We illustrate this methodology with two worked examples using the fault data from La Cantera N and the Spillway Falls localities. These data sets consist of 63 and 35 observed faults and corrected scan-line lengths of 58.1 m and 14.2 m, respectively, with heaves (calculated from direct measurements of displacement and slickenlines) perpendicular to average fault strike ranging from 0.0009 m to 1.4858 m. If we assume that we can only detect faults in these examples with displacements greater than 0.1 m, then seven faults will be observed at the La Cantera N locality, and eight faults will be observed at the Spillway Falls locality; total observed heave perpendicular to average fault strike would be 3.57 m and 1.54 m, respectively. We then follow this procedure:

  1. Assume a percentage of total extensional strain represented by the observed faults.
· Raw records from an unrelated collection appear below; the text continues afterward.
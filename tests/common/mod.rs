//! Shared test harness: a scripted transport standing in for the backend, plus
//! session seeding helpers.

#![allow(dead_code)]

use std::collections::{HashMap, VecDeque};
use std::sync::Arc;

use async_trait::async_trait;
use parking_lot::Mutex;

use viatica::http::{ApiRequest, ApiResponse, HttpTransport, TransportError};
use viatica::nav::RecordingNavigator;
use viatica::session::SessionManager;
use viatica::storage::{keys, KvStorage, MemoryStorage};

/// Responds from per-path queues (keyed on the path component, query ignored)
/// and records every request it sees. An exhausted or unscripted path answers
/// 200 with an empty object. Yields once before responding so concurrent
/// callers genuinely interleave.
pub struct MockTransport {
    requests: Mutex<Vec<ApiRequest>>,
    scripts: Mutex<HashMap<String, VecDeque<Result<ApiResponse, TransportError>>>>,
}

fn path_component(path: &str) -> &str {
    path.split('?').next().unwrap_or(path)
}

impl MockTransport {
    pub fn new() -> Arc<Self> {
        Arc::new(Self { requests: Mutex::new(Vec::new()), scripts: Mutex::new(HashMap::new()) })
    }

    pub fn enqueue(&self, path: &str, resp: ApiResponse) {
        self.scripts
            .lock()
            .entry(path.to_string())
            .or_default()
            .push_back(Ok(resp));
    }

    pub fn enqueue_error(&self, path: &str, message: &str) {
        self.scripts
            .lock()
            .entry(path.to_string())
            .or_default()
            .push_back(Err(TransportError::Send(message.to_string())));
    }

    pub fn requests(&self) -> Vec<ApiRequest> {
        self.requests.lock().clone()
    }

    pub fn calls_to(&self, path: &str) -> usize {
        self.requests
            .lock()
            .iter()
            .filter(|req| path_component(&req.path) == path)
            .count()
    }
}

#[async_trait]
impl HttpTransport for MockTransport {
    async fn send(&self, req: ApiRequest) -> Result<ApiResponse, TransportError> {
        self.requests.lock().push(req.clone());
        tokio::task::yield_now().await;
        let mut scripts = self.scripts.lock();
        if let Some(queue) = scripts.get_mut(path_component(&req.path)) {
            if let Some(scripted) = queue.pop_front() {
                return scripted;
            }
        }
        Ok(ApiResponse::new(200, serde_json::json!({})))
    }
}

pub fn user_json(role: &str) -> serde_json::Value {
    serde_json::json!({
        "id": "u1",
        "email": "ana@acme.cl",
        "name": "Ana Rojas",
        "role": role,
        "permissions": ["trips:read", "invoices:read"]
    })
}

pub fn tenant_json(id: &str, name: &str) -> serde_json::Value {
    serde_json::json!({
        "id": id,
        "businessName": name,
        "rut": "76.123.456-0"
    })
}

/// A full successful login payload: admin user under tenant `t-a`, with a
/// second tenant available.
pub fn login_body() -> serde_json::Value {
    serde_json::json!({
        "user": user_json("ADMIN"),
        "accessToken": "at-login",
        "refreshToken": "rt-login",
        "tenant": tenant_json("t-a", "Transportes Andes"),
        "availableTenants": [
            tenant_json("t-a", "Transportes Andes"),
            tenant_json("t-b", "Logistica Sur"),
        ]
    })
}

/// Install a fmt subscriber once so `RUST_LOG=debug cargo test` shows the
/// pipeline's tracing output. Safe to call from every test.
pub fn init_tracing() {
    use tracing_subscriber::EnvFilter;
    let filter = EnvFilter::try_from_default_env().unwrap_or_else(|_| EnvFilter::new("warn"));
    tracing_subscriber::fmt().with_env_filter(filter).try_init().ok();
}

pub struct Harness {
    pub manager: Arc<SessionManager>,
    pub transport: Arc<MockTransport>,
    pub navigator: Arc<RecordingNavigator>,
    pub storage: Arc<MemoryStorage>,
}

fn build(storage: Arc<MemoryStorage>) -> Harness {
    let transport = MockTransport::new();
    let navigator = Arc::new(RecordingNavigator::new());
    let manager = Arc::new(SessionManager::new(
        storage.clone(),
        transport.clone(),
        navigator.clone(),
    ));
    Harness { manager, transport, navigator, storage }
}

/// No persisted session: the manager starts unauthenticated.
pub fn fresh() -> Harness {
    build(Arc::new(MemoryStorage::new()))
}

pub fn seed_session(storage: &MemoryStorage, role: &str) {
    storage.set(keys::ACCESS_TOKEN, "at-0");
    storage.set(keys::REFRESH_TOKEN, "rt-0");
    storage.set(keys::USER, &user_json(role).to_string());
    storage.set(
        keys::CURRENT_TENANT,
        &tenant_json("t-a", "Transportes Andes").to_string(),
    );
    storage.set(
        keys::AVAILABLE_TENANTS,
        &serde_json::json!([
            tenant_json("t-a", "Transportes Andes"),
            tenant_json("t-b", "Logistica Sur"),
        ])
        .to_string(),
    );
}

/// Storage pre-seeded with a persisted admin session; the manager rehydrates
/// into the authenticated state.
pub fn authenticated() -> Harness {
    authenticated_as("ADMIN")
}

pub fn authenticated_as(role: &str) -> Harness {
    let storage = Arc::new(MemoryStorage::new());
    seed_session(&storage, role);
    build(storage)
}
  2. Calculate the total extensional strain.

  3. Using the linear regression relationship in Figure 1, determine the total number of faults that should be present in the locality for the total extensional strain from step 2.

  4. Using

    • (a) calculated total number of faults,

    • (b) assumed total extensional strain,

    • (c) assumed percentage of total extensional strain represented by the observed faults, and

    • (d) heaves of the observed faults perpendicular to the average fault strike for that locality, construct the uppermost portion of the normalized displacement distribution curve (“observed faults” shown as solid black curves in Fig. 4).

  5. Construct a complete “k” curve using the calculated total number of faults that intersects the lowest point of the curve obtained previously; the “tail” of the normalized displacement distribution curve will be the section of this curve from the intersection point to the origin (“simulated faults” shown as dashed line curves in Fig. 4).
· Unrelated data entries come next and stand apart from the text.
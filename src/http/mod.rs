//! Outgoing request plumbing: framework-agnostic request/response values, the
//! reqwest transport, and the ordered middleware pipeline.

pub mod pipeline;
pub mod request;
pub mod transport;

pub use pipeline::RequestPipeline;
pub use request::{ApiRequest, ApiResponse, Method};
pub use transport::{HttpTransport, ReqwestTransport, TransportError};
The resulting hybrid curves are not ideal “k” curves because the fault displacement distributions are only approximated by “k” curves. However, the range of results for likely values of strain represented by the observed faults (≥70% of total strain; see Fig. 2) provides reasonable estimates of the total number of faults present and their displacement distributions in both examples (Figs. 4A and 4B).


This work and a companion study (Morris et al., 2009) indicate that bulk strain and mechanical stratigraphy are important determinants of fault displacement distributions. More sophisticated curve fitting will be required to further improve our approach to representing fault displacement distributions. Although our analysis has focused on carbonate rocks deformed primarily by extension at shallow crustal depths (Ferrill et al., 2004, and references therein), other methods of fault displacement characterization have been successfully applied to different tectonic regimes (e.g., Wells and Coppersmith, 1994). With more field data, relationships introduced here can be extended to other rock types, deformation conditions, and tectonic regimes.


Fault frequency is positively correlated with bulk extension in normal fault systems developed in Cretaceous carbonates of south-central and west Texas. This relationship holds true for data sets with strains ranging from 0% to 15% extension. These results can be used to predict the frequency of small faults and their displacement distributions in other carbonate rocks deformed in normal faulting regimes using strain as the predictive indicator. Predicting the frequency of smaller faults can help to (1) improve the resolution of hydrocarbon reservoir modeling, (2) better understand groundwater flow paths, and (3) provide better characterization of distributed faulting in potentially hazardous geologic environments.

This work was supported by internal research and development funding from the Southwest Research Institute under project number R9677. The Guadalupe-Blanco River Authority granted us permission to conduct research in the Canyon Lake Gorge, Comal County, Texas. We thank Kevin Smart and Gary Walter for helpful reviews, and Steve Wojtal for comments that considerably sharpened the focus of the paper.